Того, что было в Фиенни, Ниамор… И в Альене. Особенно в Альене.
И всё же то, что Нитлот узнал о смерти Фаэнто и прочем, нисколько не облегчило жизнь – скорее наоборот. Вопросы множились с каждым днём, а ответов не прибавлялось. Нитлот привык знать, что хорошо, а что плохо, и весь этот туман по-прежнему пугал его.
Возможно, Альен разобрался бы лучше; хотя кто его знает, Альена… Нитлот вздохнул. Таких всё-таки нельзя пускать к власти, а Долине сейчас нужен сильный вожак. Без Старшего Долина – точно отара упрямых овец без пастуха. Все блеют о своём, тянут в свою сторону, и никто не способен договориться.
«Всё оттого, что мы эгоисты, – грустно признал Нитлот, нащупывая наконец ручку в круглой стеклянной двери. – Старые, испорченные эгоисты, несмотря на всю нашу магию. Нам всем ещё учиться и учиться у таких, как Соуш».
И тут же ему стало смешно. Немой, полуграмотный крестьянин – пример для зеркального народа… Один вывод безумнее другого.
А теперь, когда Альсунг захватил Ти’арг, им как никогда необходим разум. Это, конечно, не касалось бы Долины, если бы…
– …Если бы Альсунгом не правила ученица Фиенни, которой помыкают тауриллиан, – произнёс мелодичный женский голос, как только Нитлот вошёл в комнату. Он с досадой вздохнул: в Долине не так уж много тех, кто способен без спроса пролезть к нему в голову. Но Верховная жрица, конечно, среди них.
– Здравствуй, Наилил, – сказал он, делая пару шагов. «Свечки» здесь кружили повсюду, но пол был так матово чёрен, что даже не отражал их блеска. – Я пришёл проведать Старшего.

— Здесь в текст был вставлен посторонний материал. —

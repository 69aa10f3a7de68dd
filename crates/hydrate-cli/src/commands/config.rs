use clap::Subcommand;
use hydrate_core::Config;

#[derive(Subcommand)]
pub enum ConfigAction {
    /// Get a config value
    Get {
        /// Config key (e.g. "notifications.enabled", "intake.default_drink_ml")
        key: String,
    },
    /// Set a config value
    Set {
        /// Config key
        key: String,
        /// New value
        value: String,
    },
    /// List all config values
    List,
    /// Reset config to defaults
    Reset,
}

pub fn run(action: ConfigAction) -> Result<(), Box<dyn std::error::Error>> {
    match action {
        ConfigAction::Get { key } => {
            let config = Config::load_or_default();
            match config.get(&key) {
                Some(value) => println!("{value}"),
                None => {
                    eprintln!("unknown key: {key}");
                    std::process::exit(1);
                }
            }
        }
        ConfigAction::Set { key, value } => {
            let mut config = Config::load_or_default();
            config.set(&key, &value)?;
            println!("ok");
        }
        ConfigAction::List => {
            let config = Config::load_or_default();
            println!("{}", serde_json::to_string_pretty(&config)?);
        }
        ConfigAction::Reset => {
            let config = Config::default();
            config.save()?;
            println!("config reset to defaults");
        }
    }
    Ok(())
}
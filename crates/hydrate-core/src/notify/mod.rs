//! Notification dispatch.
//!
//! The platform notification service is an external collaborator behind the
//! [`Notifier`] trait. Dispatch is fire-and-forget: failures are logged and
//! swallowed, never retried — the worst case is a missed reminder, recovered
//! on the next period.

mod desktop;

pub use desktop::DesktopNotifier;

use std::time::Duration;

use chrono::{DateTime, Utc};
use rand::seq::SliceRandom;
use tracing::{info, warn};
use uuid::Uuid;

use crate::error::NotifyError;
use crate::events::Event;
use crate::hydration::HydrationState;

pub const REMINDER_TITLE: &str = "Hydration Reminder";
pub const CELEBRATION_TITLE: &str = "Congratulations! 🎉";

/// Delivery delay for immediate sends.
const IMMEDIATE_DELAY: Duration = Duration::from_millis(100);

const REMINDER_MESSAGES: [&str; 5] = [
    "It's hydration time! Just a friendly reminder that your body needs water. 💧",
    "Water break! Take a moment to hydrate - your future self will thank you. 🌊",
    "Staying hydrated is a form of self-care. Time for some refreshment! 🥤",
    "Your friendly hydration reminder is here! Take a sip and stay energized. ⚡",
    "Hydration checkpoint! Remember to drink water for better focus and energy. 🧠",
];

/// Contract with the platform notification service.
pub trait Notifier {
    /// Ask the platform for permission to notify. Returns the granted state.
    fn request_authorization(&self) -> bool;

    /// Current permission state, without prompting.
    fn authorization_status(&self) -> bool;

    /// Drop any notification that is scheduled but not yet delivered.
    fn cancel_all_pending(&self);

    /// Deliver a notification after `delay`, tagged with a unique
    /// `identifier`.
    ///
    /// # Errors
    /// Returns an error when the platform refuses or fails to deliver.
    fn schedule(
        &self,
        title: &str,
        body: &str,
        delay: Duration,
        identifier: &str,
    ) -> Result<(), NotifyError>;
}

/// Reminder body: a random message from the pool, plus the remaining/goal
/// interpolation.
pub fn reminder_body(remaining_ml: f64, goal_ml: f64) -> String {
    let message = REMINDER_MESSAGES
        .choose(&mut rand::thread_rng())
        .copied()
        .unwrap_or("Time to hydrate!");
    format!(
        "{message} You still need to drink {}ml to reach your {}ml goal.",
        remaining_ml as i64, goal_ml as i64
    )
}

pub fn celebration_body(goal_ml: f64) -> String {
    format!(
        "You've reached your daily hydration goal of {}ml! Amazing job taking care of yourself!",
        goal_ml as i64
    )
}

/// Send the periodic reminder. Errors are logged, not surfaced.
pub fn send_reminder(notifier: &dyn Notifier, remaining_ml: f64, goal_ml: f64) {
    let body = reminder_body(remaining_ml, goal_ml);
    let identifier = format!("reminder-{}", Uuid::new_v4());
    if let Err(e) = notifier.schedule(REMINDER_TITLE, &body, IMMEDIATE_DELAY, &identifier) {
        warn!(error = %e, "failed to deliver reminder notification");
    }
}

/// Send the goal-reached celebration. Errors are logged, not surfaced.
pub fn send_celebration(notifier: &dyn Notifier, goal_ml: f64) {
    let body = celebration_body(goal_ml);
    let identifier = format!("celebration-{}", Uuid::new_v4());
    if let Err(e) = notifier.schedule(CELEBRATION_TITLE, &body, IMMEDIATE_DELAY, &identifier) {
        warn!(error = %e, "failed to deliver celebration notification");
    }
}

/// The settings surface's test-notification action.
///
/// When authorized: cancel anything pending, notify immediately, and push the
/// next scheduled reminder a full period out. When not authorized: re-request
/// permission instead of sending.
pub fn trigger_notification(
    state: &mut HydrationState,
    notifier: &dyn Notifier,
    now: DateTime<Utc>,
) -> Option<Event> {
    if state.notifications_authorized() {
        notifier.cancel_all_pending();
        let body = reminder_body(state.remaining_ml(), state.goal_ml());
        let identifier = format!("test-notification-{}", Uuid::new_v4());
        if let Err(e) = notifier.schedule(REMINDER_TITLE, &body, IMMEDIATE_DELAY, &identifier) {
            warn!(error = %e, "failed to deliver test notification");
        }
        Some(state.mark_reminder_fired(now))
    } else {
        info!("notifications not authorized, re-requesting permission");
        let granted = notifier.request_authorization();
        state.set_notifications_authorized(granted);
        None
    }
}
//! Data model for items moving through the packing and rate-shopping pipeline.
//!
//! - `OrderLine`: what the order workflow hands over, with a possibly unresolved product reference
//! - `ItemToShip`: a packable item with a concrete product reference
//! - `Money`, `CustomsInfo`, `Address`: carried through to the carrier unchanged

use serde::{Deserialize, Serialize};
#[allow(unused_imports)]
use serde_json::json;
use utoipa::ToSchema;

use crate::geometry::{
    Dimensional, Extent, ValidationError, Weighted, validate_extent, validate_weight,
};
use crate::units::{LengthUnit, UnitError, WeightUnit, normalize_length, normalize_weight};

/// Monetary amount in minor currency units (e.g. cents) with an ISO currency code.
#[derive(Clone, Debug, PartialEq, Eq, Serialize, Deserialize, ToSchema)]
pub struct Money {
    pub amount: i64,
    #[schema(example = "USD")]
    pub currency: String,
}

impl Money {
    pub fn new(amount: i64, currency: impl Into<String>) -> Self {
        Self {
            amount,
            currency: currency.into().to_ascii_uppercase(),
        }
    }
}

/// Customs metadata, passed through to the carrier manifest untouched.
#[derive(Clone, Debug, Default, PartialEq, Eq, Serialize, Deserialize, ToSchema)]
pub struct CustomsInfo {
    #[serde(default)]
    pub country_of_origin: Option<String>,
    #[serde(default)]
    pub country_of_manufacture: Option<String>,
    #[serde(default)]
    pub hs_code: Option<String>,
}

/// Concrete reference to the product an order line was bought for.
#[derive(Clone, Debug, PartialEq, Eq, Hash, PartialOrd, Ord, Serialize, Deserialize, ToSchema)]
pub struct ProductRef {
    pub id: String,
    pub partition: String,
}

/// Product reference on an order line, which may still point at its parent.
///
/// `Inherit` lines take their product from elsewhere in the order and must be
/// resolved before they can be shipped.
#[derive(Clone, Debug, PartialEq, Eq, Serialize, Deserialize)]
#[serde(tag = "kind", rename_all = "snake_case")]
pub enum ForObject {
    Inherit,
    Resolved(ProductRef),
}

impl ForObject {
    pub fn resolved(&self) -> Option<&ProductRef> {
        match self {
            ForObject::Inherit => None,
            ForObject::Resolved(product) => Some(product),
        }
    }
}

/// Dimensions of an item in the unit they were recorded in.
#[derive(Clone, Copy, Debug, PartialEq, Serialize, Deserialize, ToSchema)]
pub struct Dimensions {
    pub depth: f64,
    pub width: f64,
    pub height: f64,
    pub unit: LengthUnit,
}

impl Dimensions {
    pub fn new(depth: f64, width: f64, height: f64, unit: LengthUnit) -> Self {
        Self {
            depth,
            width,
            height,
            unit,
        }
    }

    pub fn extent(&self) -> Extent {
        Extent::new(self.depth, self.width, self.height)
    }

    /// Converts all three components into `target`.
    pub fn convert(&self, target: LengthUnit) -> Self {
        Self::new(
            self.unit.convert(self.depth, target),
            self.unit.convert(self.width, target),
            self.unit.convert(self.height, target),
            target,
        )
    }
}

/// Weight of an item in the unit it was recorded in.
#[derive(Clone, Copy, Debug, PartialEq, Serialize, Deserialize, ToSchema)]
pub struct Weight {
    pub amount: f64,
    pub unit: WeightUnit,
}

impl Weight {
    pub fn new(amount: f64, unit: WeightUnit) -> Self {
        Self { amount, unit }
    }

    pub fn convert(&self, target: WeightUnit) -> Self {
        Self::new(self.unit.convert(self.amount, target), target)
    }
}

/// Most units a single item line may ask for.
pub const MAX_UNITS_PER_ITEM: u32 = 1_000;

/// Most units one packing request or origin group may ask for in total.
pub const MAX_UNITS_PER_REQUEST: u64 = 10_000;

/// Key under which unit items are collapsed back into quantity-bearing groups.
#[derive(Clone, Debug, PartialEq, Eq, Hash, PartialOrd, Ord)]
pub struct ItemKey {
    pub product_id: String,
    pub partition: String,
    pub variant_id: Option<String>,
}

/// A physical item ready for packing.
#[derive(Clone, Debug, PartialEq, Serialize, Deserialize, ToSchema)]
#[schema(
    example = json!({
        "order_line_id": "line-1",
        "product": { "id": "prod-1", "partition": "shop-1" },
        "variant_id": "A",
        "name": "Mug",
        "quantity": 3,
        "dimensions": { "depth": 10.0, "width": 10.0, "height": 10.0, "unit": "cm" },
        "weight": { "amount": 1.0, "unit": "kg" },
        "value": { "amount": 1500, "currency": "EUR" },
        "customs": { "country_of_origin": "DE", "hs_code": "6912.00" }
    })
)]
pub struct ItemToShip {
    pub order_line_id: String,
    pub product: ProductRef,
    #[serde(default)]
    pub variant_id: Option<String>,
    pub name: String,
    pub quantity: u32,
    pub dimensions: Dimensions,
    pub weight: Weight,
    pub value: Money,
    #[serde(default)]
    pub customs: CustomsInfo,
}

impl ItemToShip {
    /// Checks that dimensions, weight and quantity describe a real object.
    pub fn validate(&self) -> Result<(), ValidationError> {
        validate_extent(&self.dimensions.extent())?;
        validate_weight(self.weight.amount)?;
        if self.quantity == 0 {
            return Err(ValidationError::InvalidQuantity(format!(
                "Quantity of {} must be at least 1",
                self.name
            )));
        }
        if self.quantity > MAX_UNITS_PER_ITEM {
            return Err(ValidationError::InvalidQuantity(format!(
                "Quantity of {} must not exceed {MAX_UNITS_PER_ITEM}",
                self.name
            )));
        }
        Ok(())
    }

    /// Identifier shown to people: the variant id, or the item name without one.
    pub fn sku(&self) -> &str {
        self.variant_id.as_deref().unwrap_or(&self.name)
    }

    pub fn key(&self) -> ItemKey {
        ItemKey {
            product_id: self.product.id.clone(),
            partition: self.product.partition.clone(),
            variant_id: self.variant_id.clone(),
        }
    }

    /// Splits an item of quantity N into N records of quantity 1.
    pub fn expand(&self) -> Vec<ItemToShip> {
        (0..self.quantity)
            .map(|_| ItemToShip {
                quantity: 1,
                ..self.clone()
            })
            .collect()
    }

    /// Re-expresses dimensions and weight in the unit system of the origin country.
    pub fn normalized_for(&self, country: &str) -> Result<ItemToShip, UnitError> {
        let (depth, unit) = normalize_length(self.dimensions.depth, self.dimensions.unit, country)?;
        let (width, _) = normalize_length(self.dimensions.width, self.dimensions.unit, country)?;
        let (height, _) = normalize_length(self.dimensions.height, self.dimensions.unit, country)?;
        let (weight, weight_unit) = normalize_weight(self.weight.amount, self.weight.unit, country)?;

        Ok(ItemToShip {
            dimensions: Dimensions::new(depth, width, height, unit),
            weight: Weight::new(weight, weight_unit),
            ..self.clone()
        })
    }
}

/// Rejects item lists whose quantities add up to more than `MAX_UNITS_PER_REQUEST` units.
pub fn validate_unit_total<'a>(
    items: impl IntoIterator<Item = &'a ItemToShip>,
) -> Result<(), ValidationError> {
    let total: u64 = items.into_iter().map(|item| u64::from(item.quantity)).sum();
    if total > MAX_UNITS_PER_REQUEST {
        return Err(ValidationError::InvalidQuantity(format!(
            "Total quantity of {total} units must not exceed {MAX_UNITS_PER_REQUEST}"
        )));
    }
    Ok(())
}

impl Dimensional for ItemToShip {
    fn extent_cm(&self) -> Extent {
        self.dimensions.convert(LengthUnit::Cm).extent()
    }
}

impl Weighted for ItemToShip {
    fn weight_kg(&self) -> f64 {
        self.weight.convert(WeightUnit::Kg).amount
    }
}

/// Postal address of a shipping origin or destination.
#[derive(Clone, Debug, Default, PartialEq, Eq, Serialize, Deserialize, ToSchema)]
pub struct Address {
    #[serde(default)]
    pub name: Option<String>,
    pub street1: String,
    #[serde(default)]
    pub street2: Option<String>,
    pub city: String,
    #[serde(default)]
    pub state: Option<String>,
    pub postal_code: String,
    #[schema(example = "US")]
    pub country: String,
}

/// The merchant location an order line ships from.
#[derive(Clone, Debug, PartialEq, Eq, Serialize, Deserialize, ToSchema)]
pub struct ShippingOrigin {
    pub location_id: String,
    pub address: Address,
}

/// One line of an order, with dimensions and weight already resolved from the catalog.
#[derive(Clone, Debug, PartialEq, Serialize, Deserialize, ToSchema)]
pub struct OrderLine {
    pub id: String,
    #[schema(value_type = Object)]
    pub for_object: ForObject,
    #[serde(default)]
    pub variant_id: Option<String>,
    pub name: String,
    pub quantity: u32,
    pub origin: ShippingOrigin,
    pub dimensions: Dimensions,
    pub weight: Weight,
    pub value: Money,
    #[serde(default)]
    pub customs: CustomsInfo,
}

impl OrderLine {
    /// Builds the packable item, or `None` while the product reference is unresolved.
    pub fn to_item(&self) -> Option<ItemToShip> {
        let product = self.for_object.resolved()?.clone();
        Some(ItemToShip {
            order_line_id: self.id.clone(),
            product,
            variant_id: self.variant_id.clone(),
            name: self.name.clone(),
            quantity: self.quantity,
            dimensions: self.dimensions,
            weight: self.weight,
            value: self.value.clone(),
            customs: self.customs.clone(),
        })
    }
}


#[cfg(test)]
mod tests {
    use super::fixtures::item;
    use super::*;

    #[test]
    fn expand_yields_unit_records_with_metadata() {
        let mut original = item("A", (10.0, 10.0, 10.0), 1.0, 3);
        original.customs.hs_code = Some("6912.00".to_string());

        let units = original.expand();
        assert_eq!(units.len(), 3);
        for unit in &units {
            assert_eq!(unit.quantity, 1);
            assert_eq!(unit.customs.hs_code.as_deref(), Some("6912.00"));
            assert_eq!(unit.value, original.value);
        }
    }

    #[test]
    fn sku_falls_back_to_name() {
        let mut unit = item("A", (1.0, 1.0, 1.0), 1.0, 1);
        assert_eq!(unit.sku(), "A");
        unit.variant_id = None;
        assert_eq!(unit.sku(), "Item A");
    }

    #[test]
    fn canonical_measures_convert_to_cm_and_kg() {
        let mut unit = item("A", (1.0, 2.0, 3.0), 1.0, 1);
        unit.dimensions.unit = LengthUnit::In;
        unit.weight = Weight::new(2.0, WeightUnit::Lb);

        let extent = unit.extent_cm();
        assert!((extent.depth - 2.54).abs() < 1e-9);
        assert!((extent.height - 7.62).abs() < 1e-9);
        assert!((unit.weight_kg() - 0.907_184_74).abs() < 1e-9);
    }

    #[test]
    fn normalized_for_us_uses_imperial_units() {
        let unit = item("A", (25.4, 2.54, 0.1), 0.2, 1);
        let normalized = unit.normalized_for("US").unwrap();
        assert_eq!(normalized.dimensions.unit, LengthUnit::In);
        assert!((normalized.dimensions.depth - 10.0).abs() < 1e-9);
        assert!((normalized.dimensions.width - 1.0).abs() < 1e-9);
        // 0.1 cm is clamped up to 1 cm
        assert!((normalized.dimensions.height - 1.0 / 2.54).abs() < 1e-9);
        assert_eq!(normalized.weight.unit, WeightUnit::Lb);
    }

    #[test]
    fn validate_rejects_zero_quantity_and_bad_dimensions() {
        assert!(item("A", (1.0, 1.0, 1.0), 1.0, 1).validate().is_ok());
        assert!(item("A", (1.0, 1.0, 1.0), 1.0, 0).validate().is_err());
        assert!(item("A", (0.0, 1.0, 1.0), 1.0, 1).validate().is_err());
        assert!(item("A", (1.0, 1.0, 1.0), -1.0, 1).validate().is_err());
    }

    #[test]
    fn validate_caps_the_quantity_of_one_line() {
        assert!(item("A", (1.0, 1.0, 1.0), 1.0, MAX_UNITS_PER_ITEM).validate().is_ok());
        assert!(matches!(
            item("A", (1.0, 1.0, 1.0), 1.0, MAX_UNITS_PER_ITEM + 1).validate(),
            Err(ValidationError::InvalidQuantity(_))
        ));
        assert!(matches!(
            item("A", (1.0, 1.0, 1.0), 1.0, u32::MAX).validate(),
            Err(ValidationError::InvalidQuantity(message)) if message.contains("Item A")
        ));
    }

    #[test]
    fn unit_total_is_capped_across_lines() {
        let lines: Vec<ItemToShip> = (0..10)
            .map(|n| item(&format!("S{n}"), (1.0, 1.0, 1.0), 1.0, MAX_UNITS_PER_ITEM))
            .collect();
        assert!(validate_unit_total(&lines).is_ok());

        let mut crowded = lines.clone();
        crowded.push(item("extra", (1.0, 1.0, 1.0), 1.0, 1));
        assert!(matches!(
            validate_unit_total(&crowded),
            Err(ValidationError::InvalidQuantity(_))
        ));
    }

    #[test]
    fn order_line_with_inherit_reference_is_not_packable() {
        let json = r#"{
            "id": "line-9",
            "for_object": { "kind": "inherit" },
            "name": "Gift wrap",
            "quantity": 1,
            "origin": {
                "location_id": "loc-1",
                "address": { "street1": "1 Main St", "city": "Austin", "postal_code": "78701", "country": "US" }
            },
            "dimensions": { "depth": 1.0, "width": 1.0, "height": 1.0, "unit": "in" },
            "weight": { "amount": 1.0, "unit": "oz" },
            "value": { "amount": 100, "currency": "USD" }
        }"#;
        let line: OrderLine = serde_json::from_str(json).expect("valid order line");
        assert_eq!(line.for_object, ForObject::Inherit);
        assert!(line.to_item().is_none());

        let resolved = OrderLine {
            for_object: ForObject::Resolved(ProductRef {
                id: "prod-1".to_string(),
                partition: "shop".to_string(),
            }),
            ..line
        };
        let item = resolved.to_item().expect("resolved line is packable");
        assert_eq!(item.product.id, "prod-1");
        assert_eq!(item.order_line_id, "line-9");
    }
}
//! Packing and rate shopping for physical shipments.
//!
//! Order lines are grouped by origin, normalized into the origin's unit system,
//! packed against every box source and priced with an external rate provider.
//! The cheapest offer per carrier and service wins. After a label is bought the
//! finalized packing can be checked against the suggested one.

pub mod api;
pub mod catalog;
pub mod config;
pub mod deviation;
pub mod geometry;
pub mod model;
pub mod packer;
pub mod provider;
pub mod rates;
pub mod shipment;
pub mod units;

Наилил стояла на коленях возле Старшего, подновляя светящиеся охранные знаки вокруг него. Старший лежал прямо на полу, и его с ног до головы окутывали золотистые нити целительной магии – гудящие, пропитывающие кожу и кости. Сквозь свечение Нитлот едва разглядел знакомый морщинистый профиль с орлиным носом и плотно закрытые глаза. Старший был высоким, очень крепким мужчиной – вопреки впечатляющему возрасту, – поэтому раскинулся почти во всю длину маленькой комнатки. Нитлот с болью смотрел на длиннопалые руки, сложенные поверх линий пентаграммы.
Казалось, он просто спит и скоро проснётся – спокойный и уверенный, как обычно. Парой чеканных фраз развеет все сомнения Нитлота, прихлёбывая свой любимый ромашковый чай.
Нитлот с детства ненавидел ромашковый чай. И когда-то очень боялся Старшего.
– Ему не лучше и не хуже, – сказала Наилил, стряхивая с пальцев золотистые искры. Выглядела она как женщина средних лет, хотя была не намного моложе Старшего. Нитлот знал её молчаливой и степенной – как и подобает жрице, служительнице зеркал. Тёмные с проседью волосы сползали до самых пяток, прикрытых простым балахоном; в них, как положено, покачивались древесные ветви. Мельком Нитлот удивился: и почему они не мешают ей работать?.. – Он покидает нас.
Нитлот не стал спорить. Наилил искусная целительница – ей виднее, и нечего растить в других напрасную надежду… Но всё-таки, всё-таки ему хотелось бы, чтобы сейчас она солгала или ошиблась.